I always feel pretty bad about Phobos 2 failing right before reaching it's target.

Bloody
Mar 3, 2013



They built the best rocket engines in the world and the US has only just now maybe caught up with be-4 and raptor

Stanley Tucheetos
May 15, 2012



They are the only space program to successfully land on the surface of Venus and send back a picture. Admittedly the longest a probe lasted on Venus was only about 2 hours. I'll give them a pass on that since the surface pressure is 95x that of earths and at a cool 860 degrees Fahrenheit.

Vavrek
Mar 2, 2013

I like your style hombre, but this is no laughing matter. Assault on a police officer. Theft of police property. Illegal possession of a firearm. FIVE counts of attempted murder. That comes to... 29 dollars and 40 cents. Cash, cheque, or credit card?

BURAN




Stanley Tucheetos posted:

They are the only space program to successfully land on the surface of Venus and send back a picture. Admittedly the longest a probe lasted on Venus was only about 2 hours. I'll give them a pass on that since the surface pressure is 95x that of earths and at a cool 860 degrees Fahrenheit.
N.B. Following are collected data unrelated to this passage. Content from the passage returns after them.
/*
 * Copyright (c) 2023.
 *
 * This software is free software;
 *
 * You can redistribute it or modify it under terms of the MIT, Apache License or Zlib license
 */

//! Bounds checked random access over the input stream
//!
//! Every read names the window it is allowed to touch, a read that
//! would leave the window fails with [`GimDecoderErrors::FieldOutOfBounds`]
//! before the underlying reader is asked for anything.

use alloc::vec;
use alloc::vec::Vec;

use zune_core::bytestream::{ZByteReaderTrait, ZReader, ZSeekFrom};

use crate::errors::GimDecoderErrors;

/// A half open byte range `[start, end)` of the input
#[derive(Copy, Clone, Debug, Eq, PartialEq)]
pub(crate) struct Window {
    pub start: u64,
    pub end:   u64
}

impl Window {
    pub const fn new(start: u64, end: u64) -> Window {
        Window { start, end }
    }

    pub fn check(&self, offset: u64, len: usize) -> Result<(), GimDecoderErrors> {
        let fits = offset >= self.start
            && offset
                .checked_add(len as u64)
                .map_or(false, |read_end| read_end <= self.end);

        if !fits {
            return Err(GimDecoderErrors::FieldOutOfBounds {
                offset,
                len,
                start: self.start,
                end: self.end
            });
        }
        Ok(())
    }
}

pub(crate) struct BlockCursor<T: ZByteReaderTrait> {
    reader: ZReader<T>,
    len:    Option<u64>
}

impl<T: ZByteReaderTrait> BlockCursor<T> {
    pub fn new(source: T) -> BlockCursor<T> {
        BlockCursor {
            reader: ZReader::new(source),
            len:    None
        }
    }

    /// Total length of the underlying stream
    pub fn len(&mut self) -> Result<u64, GimDecoderErrors> {
        if let Some(len) = self.len {
            return Ok(len);
        }
        let len = self.reader.seek(ZSeekFrom::End(0))?;
        self.reader.set_position(0)?;
        self.len = Some(len);
        Ok(len)
    }

    /// The window covering the whole stream
    pub fn whole(&mut self) -> Result<Window, GimDecoderErrors> {
        Ok(Window::new(0, self.len()?))
    }

    /// Fill `buf` with the bytes at `offset`, which must lie in `window`
    /// and in the stream
    pub fn read_at(
        &mut self, offset: u64, buf: &mut [u8], window: Window
    ) -> Result<(), GimDecoderErrors> {
        window.check(offset, buf.len())?;
        // the window may be wider than the data we actually have
        self.whole()?.check(offset, buf.len())?;

        let position = usize::try_from(offset).map_err(|_| GimDecoderErrors::OverFlowOccurred)?;

        self.reader.set_position(position)?;
        self.reader.read_exact_bytes(buf)?;
        Ok(())
    }

    pub fn read_fixed_at<const N: usize>(
        &mut self, offset: u64, window: Window
    ) -> Result<[u8; N], GimDecoderErrors> {
        let mut bytes = [0; N];
        self.read_at(offset, &mut bytes, window)?;
        Ok(bytes)
    }

    pub fn read_vec_at(
        &mut self, offset: u64, len: usize, window: Window
    ) -> Result<Vec<u8>, GimDecoderErrors> {
        // check before allocating, `len` may come straight from the file
        window.check(offset, len)?;
        let mut bytes = vec![0; len];
        self.read_at(offset, &mut bytes, window)?;
        Ok(bytes)
    }
}

#[cfg(test)]
mod tests {
    use zune_core::bytestream::ZCursor;

    use super::{BlockCursor, Window};
    use crate::errors::GimDecoderErrors;

    #[test]
    fn reads_inside_window() {
        let data = [0_u8, 1, 2, 3, 4, 5, 6, 7];
        let mut cursor = BlockCursor::new(ZCursor::new(&data[..]));

        let bytes = cursor.read_fixed_at::<3>(2, Window::new(2, 5)).unwrap();
        assert_eq!(bytes, [2, 3, 4]);
        assert_eq!(cursor.len().unwrap(), 8);
    }

    #[test]
    fn rejects_reads_leaving_window() {
        let data = [0_u8; 8];
        let mut cursor = BlockCursor::new(ZCursor::new(&data[..]));

        let err = cursor.read_fixed_at::<4>(2, Window::new(0, 4)).unwrap_err();
        assert!(matches!(
            err,
            GimDecoderErrors::FieldOutOfBounds {
                offset: 2,
                len: 4,
                ..
            }
        ));
    }

    #[test]
    fn rejects_reads_past_stream_end() {
        let data = [0_u8; 8];
        let mut cursor = BlockCursor::new(ZCursor::new(&data[..]));

        // window claims more than the stream holds
        let err = cursor.read_vec_at(6, 4, Window::new(0, 64)).unwrap_err();
        assert!(matches!(err, GimDecoderErrors::FieldOutOfBounds { .. }));
    }
}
They also sampled a lens cap.

Lawman 0
Aug 17, 2010





Buran was wild because they basically made a better space shuttle by accident by going "haha no way the americans actually designed it that badly".

Ventral EggSac
Dec 3, 2019



Stanley Tucheetos posted:

They are the only space program to successfully land on the surface of Venus and send back a picture. Admittedly the longest a probe lasted on Venus was only about 2 hours. I'll give them a pass on that since the surface pressure is 95x that of earths and at a cool 860 degrees Fahrenheit.



I love Soviet Venereal Probes

Eat My Ghastly Ass
Jul 23, 2007



Stanley Tucheetos posted:

They are the only space program to successfully land on the surface of Venus and send back a picture. Admittedly the longest a probe lasted on Venus was only about 2 hours. I'll give them a pass on that since the surface pressure is 95x that of earths and at a cool 860 degrees Fahrenheit.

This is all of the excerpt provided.